Wednesday, November 13, 2019
This character, "Sepiriz" the giant, appears for a scene or two in Michael Moorcock's 1965 book "Stormbringer." He is at least 8 to 10 feet high, an immortal warrior who joins with Elric in the ultimate battle of Order vs. Chaos. In this phase of his existence he is clad in skimpy furs and drives a huge golden chariot. Moorcock is still alive and active in writing. It would be fun to re-visit his books now and see whether they have aged well. There is a common thread between English fantasists Bulwer-Lytton, Corelli and Moorcock: a dying Empire, a lost super-race, and a Tolkien-inspired diversity of races and creatures.

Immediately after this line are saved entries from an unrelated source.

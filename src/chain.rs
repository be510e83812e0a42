//! Ordered fallback resolution of citation evidence.
//!
//! Strategies are tried strongest first. Each one runs only if its evidence is
//! present, and the first strategy returning exactly one record wins. Evidence
//! is never combined across strategies.

use tracing::debug;

use crate::citation::CitationElement;
use crate::lookup::{CandidateSet, IdentifierLookup};
use crate::{RecordId, Result};

/// One way of turning citation evidence into candidate records.
#[derive(Debug, Clone, Copy, PartialEq, Eq)]
pub enum Strategy {
    Doi,
    /// Journal title plus year
    Journal,
    ReportNumber,
    Isbn,
    /// Title-based book lookup, off by default
    Book,
}

impl Strategy {
    /// Strategies used unless the book fallback is enabled.
    pub const DEFAULT_ORDER: [Strategy; 4] = [
        Strategy::Doi,
        Strategy::Journal,
        Strategy::ReportNumber,
        Strategy::Isbn,
    ];

    /// Whether `element` carries the evidence this strategy needs.
    pub fn applies_to(self, element: &CitationElement) -> bool {
        match self {
            Strategy::Doi => element.doi_string.is_some(),
            Strategy::Journal => element.journal_title.is_some() && element.year.is_some(),
            Strategy::ReportNumber => element.report_num.is_some(),
            Strategy::Isbn => element.isbn.is_some(),
            Strategy::Book => element.title.is_some(),
        }
    }

    fn run(self, lookup: &dyn IdentifierLookup, element: &CitationElement) -> Result<CandidateSet> {
        match self {
            Strategy::Doi => lookup.find_doi(element),
            Strategy::Journal => lookup.find_journal(element),
            Strategy::ReportNumber => lookup.find_report_number(element),
            Strategy::Isbn => lookup.find_isbn(element),
            Strategy::Book => lookup.find_book(element),
        }
    }
}

/// The configured sequence of strategies.
#[derive(Debug, Clone, PartialEq, Eq)]
pub struct ResolutionChain {
    strategies: Vec<Strategy>,
}

impl Default for ResolutionChain {
    fn default() -> Self {
        Self {
            strategies: Strategy::DEFAULT_ORDER.to_vec(),
        }
    }
}

impl ResolutionChain {
    #[must_use]
    pub fn new() -> Self {
        Self::default()
    }

    /// Appends the title-based book lookup as the last resort.
    #[must_use]
    pub fn with_book_fallback(mut self) -> Self {
        if !self.strategies.contains(&Strategy::Book) {
            self.strategies.push(Strategy::Book);
        }
        self
    }

    pub fn strategies(&self) -> &[Strategy] {
        &self.strategies
    }

    /// The record matched by the first strategy with a unique answer.
    pub fn resolve(
        &self,
        lookup: &dyn IdentifierLookup,
        element: &CitationElement,
    ) -> Result<Option<RecordId>> {
        for &strategy in &self.strategies {
            if !strategy.applies_to(element) {
                continue;
            }
            let candidates = strategy.run(lookup, element)?;
            match candidates.single() {
                Some(id) => {
                    debug!(?strategy, id, "Citation resolved");
                    return Ok(Some(id));
                }
                None => debug!(?strategy, candidates = %candidates, "No unique citation match"),
            }
        }
        Ok(None)
    }
}
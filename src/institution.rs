//! Memoized institution name resolution.
//!
//! Affiliation strings repeat a lot within a record and across a batch, so the
//! resolver caches each answer for as long as it lives. Keys are the exact
//! input text: `"CERN"` and `"CERN "` are looked up separately.

use std::collections::HashMap;
use tracing::trace;

use crate::lookup::{CandidateSet, SearchEngine, phrase_query};
use crate::Result;

/// Index field queried for institution names.
const INSTITUTION_INDEX: &str = "institution";

/// Resolves institution names against the Institutions collection.
#[derive(Debug, Clone)]
pub struct InstitutionResolver {
    collection: String,
    cache: HashMap<String, CandidateSet>,
}

impl Default for InstitutionResolver {
    fn default() -> Self {
        Self::new("Institutions")
    }
}

impl InstitutionResolver {
    /// Creates a resolver with an empty cache, searching `collection`.
    #[must_use]
    pub fn new(collection: &str) -> Self {
        Self {
            collection: collection.to_string(),
            cache: HashMap::new(),
        }
    }

    /// Candidate institution records for `name`.
    ///
    /// The first call for a given string queries `search`; later calls are
    /// answered from the cache. Failed searches are not cached.
    pub fn resolve(&mut self, search: &dyn SearchEngine, name: &str) -> Result<CandidateSet> {
        if let Some(hit) = self.cache.get(name) {
            trace!(institution = name, "Institution cache hit");
            return Ok(hit.clone());
        }

        let query = phrase_query(INSTITUTION_INDEX, name);
        let ids = search.search(&query, Some(self.collection.as_str()))?;
        self.cache.insert(name.to_string(), ids.clone());
        Ok(ids)
    }

    /// Number of distinct names resolved so far.
    pub fn len(&self) -> usize {
        self.cache.len()
    }

    pub fn is_empty(&self) -> bool {
        self.cache.is_empty()
    }
}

I brought the Stormbringer book home from Europe and while in my first year at graduate school, I drew many a Moorcock illustration, just for the fun of it. As a scholar of antiquity this type of fantasy set in an ancient world was a rich source for me. Many illustrators have worked on Elric both in word and picture. These range from the psychedelic to the gruesome and grotesque, and if I did any more illustrations I'd probably leave the gore and guts to someone else.

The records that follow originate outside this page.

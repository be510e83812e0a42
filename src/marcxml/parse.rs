//! MARCXML parsing implementation.
//!
//! Element names are matched on their local part, so both plain and
//! `marc:`-prefixed documents are accepted.

use quick_xml::Reader;
use quick_xml::events::{BytesStart, Event};
use std::io::BufRead;

use crate::record::{DataField, Record};
use crate::{EnrichError, Result};

/// Parse MARCXML content into records.
///
/// `<record>` elements are collected wherever they appear, so a bare record
/// and a `<collection>` are both fine.
pub(crate) fn parse_marcxml(content: &str) -> Result<Vec<Record>> {
    if content.trim().is_empty() {
        return Err(EnrichError::InvalidFormat("Empty input".into()));
    }

    // Text is not trimmed: whitespace inside a value is part of the value.
    let mut reader = Reader::from_str(content);

    let mut records = Vec::new();
    let mut buf = Vec::new();

    loop {
        match reader.read_event_into(&mut buf) {
            Ok(Event::Start(ref e)) if e.local_name().as_ref() == b"record" => {
                records.push(parse_record(&mut reader, &mut buf)?);
            }
            Ok(Event::Empty(ref e)) if e.local_name().as_ref() == b"record" => {
                records.push(Record::new());
            }
            Ok(Event::Eof) => break,
            Err(e) => return Err(EnrichError::from(e)),
            _ => (),
        }
        buf.clear();
    }

    Ok(records)
}

/// Parse the body of one `<record>` element, up to its closing tag.
fn parse_record<B: BufRead>(reader: &mut Reader<B>, buf: &mut Vec<u8>) -> Result<Record> {
    let mut record = Record::new();
    let mut current: Option<DataField> = None;

    loop {
        match reader.read_event_into(buf) {
            Ok(Event::Start(ref e)) => match e.local_name().as_ref() {
                b"controlfield" => {
                    let tag = field_tag(e, "controlfield")?;
                    let value = extract_text(reader, buf, b"controlfield")?;
                    record.push_control_field(&tag, value);
                }
                b"datafield" => {
                    current = Some(start_datafield(e)?);
                }
                b"subfield" => {
                    let code = subfield_code(e)?;
                    let value = extract_text(reader, buf, b"subfield")?;
                    open_field(&mut current)?.append(code, value);
                }
                _ => (),
            },
            Ok(Event::Empty(ref e)) => match e.local_name().as_ref() {
                b"controlfield" => {
                    let tag = field_tag(e, "controlfield")?;
                    record.push_control_field(&tag, "");
                }
                b"datafield" => record.push_data_field(start_datafield(e)?),
                b"subfield" => {
                    let code = subfield_code(e)?;
                    open_field(&mut current)?.append(code, "");
                }
                _ => (),
            },
            Ok(Event::End(ref e)) => match e.local_name().as_ref() {
                b"datafield" => {
                    if let Some(field) = current.take() {
                        record.push_data_field(field);
                    }
                }
                b"record" => break,
                _ => (),
            },
            Ok(Event::Eof) => {
                return Err(EnrichError::InvalidFormat(
                    "Unexpected EOF while looking for closing tag 'record'".into(),
                ));
            }
            Err(e) => return Err(EnrichError::from(e)),
            _ => (),
        }
        buf.clear();
    }

    Ok(record)
}

fn open_field(current: &mut Option<DataField>) -> Result<&mut DataField> {
    current
        .as_mut()
        .ok_or_else(|| EnrichError::InvalidFormat("Subfield outside of a datafield".into()))
}

/// Extracts text content from XML events until the closing tag is found
fn extract_text<B: BufRead>(
    reader: &mut Reader<B>,
    buf: &mut Vec<u8>,
    closing_tag: &[u8],
) -> Result<String> {
    let mut text = String::new();
    let closing_tag_str = String::from_utf8_lossy(closing_tag).into_owned();

    loop {
        match reader.read_event_into(buf) {
            Ok(Event::Text(e)) => {
                text.push_str(&e.unescape().map_err(|e| {
                    EnrichError::InvalidFormat(format!("Invalid XML text content: {}", e))
                })?);
            }
            Ok(Event::CData(e)) => text.push_str(&String::from_utf8_lossy(&e)),
            Ok(Event::End(e)) if e.local_name().as_ref() == closing_tag => break,
            Ok(Event::Eof) => {
                return Err(EnrichError::InvalidFormat(format!(
                    "Unexpected EOF while looking for closing tag '{}'",
                    closing_tag_str
                )));
            }
            Err(e) => return Err(EnrichError::from(e)),
            _ => continue,
        }
        buf.clear();
    }

    Ok(text)
}

/// Value of the attribute `name`, if present.
fn attribute(e: &BytesStart<'_>, name: &[u8]) -> Result<Option<String>> {
    for attr in e.attributes() {
        let attr = attr?;
        if attr.key.local_name().as_ref() == name {
            return Ok(Some(attr.unescape_value()?.into_owned()));
        }
    }
    Ok(None)
}

fn field_tag(e: &BytesStart<'_>, element: &str) -> Result<String> {
    let tag = attribute(e, b"tag")?.ok_or_else(|| {
        EnrichError::InvalidFormat(format!("Missing tag attribute on {element}"))
    })?;
    if tag.chars().count() != 3 {
        return Err(EnrichError::InvalidFieldValue {
            field: "tag".to_string(),
            message: format!("\"{tag}\" is not a three character tag"),
        });
    }
    Ok(tag)
}

fn indicator(e: &BytesStart<'_>, name: &[u8]) -> Result<char> {
    Ok(attribute(e, name)?
        .and_then(|value| value.chars().next())
        .unwrap_or(' '))
}

fn start_datafield(e: &BytesStart<'_>) -> Result<DataField> {
    let tag = field_tag(e, "datafield")?;
    Ok(DataField::new(
        &tag,
        indicator(e, b"ind1")?,
        indicator(e, b"ind2")?,
    ))
}

fn subfield_code(e: &BytesStart<'_>) -> Result<char> {
    let code = attribute(e, b"code")?.unwrap_or_default();
    let mut chars = code.chars();
    match (chars.next(), chars.next()) {
        (Some(c), None) => Ok(c),
        _ => Err(EnrichError::InvalidFieldValue {
            field: "code".to_string(),
            message: format!("\"{code}\" is not a single character subfield code"),
        }),
    }
}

Black ink on sketchbook page, 3" x 5", 1977.
Tuesday, November 12, 2019
You are warned that something horrific is about to take place in this illustration page. It isn't from Corelli, though she wrote this kind of operatic/horror scene into Ardath at least once. The author here is probably Michael Moorcock, who specialized in a mix of fantasy and horror. Many British writers (and French, too!) enjoyed creating massive scenes of "savage ritual" and human sacrifice, inspired by colonialism and historical discoveries. After all, many ancient civilizations practiced human sacrifice, some on a grand scale. Here on this page I'm following the author's detailed verbal description, which I can't find right now but may be in "Stormbringer" by Moorcock. Or it may be another author. There is too much dust on the shelves to find it right now.
In this blood-drenched scene, some helpless soul is about to be dispatched by the huge, muscular black slave (standard race and procedure of antique fantasy) while the dazzling but veiled Evil Priestess-Queen prepares to signal with her scepter. Courtiers in richly colored robes kneel as the ritual proceeds. I don't think you could pay me enough to depict this again. But it was 43 years ago and that might as well be 1876 rather than 1976.
Brown ink colored with watercolor on sketchbook page, 5" x 7 1/2", 1976.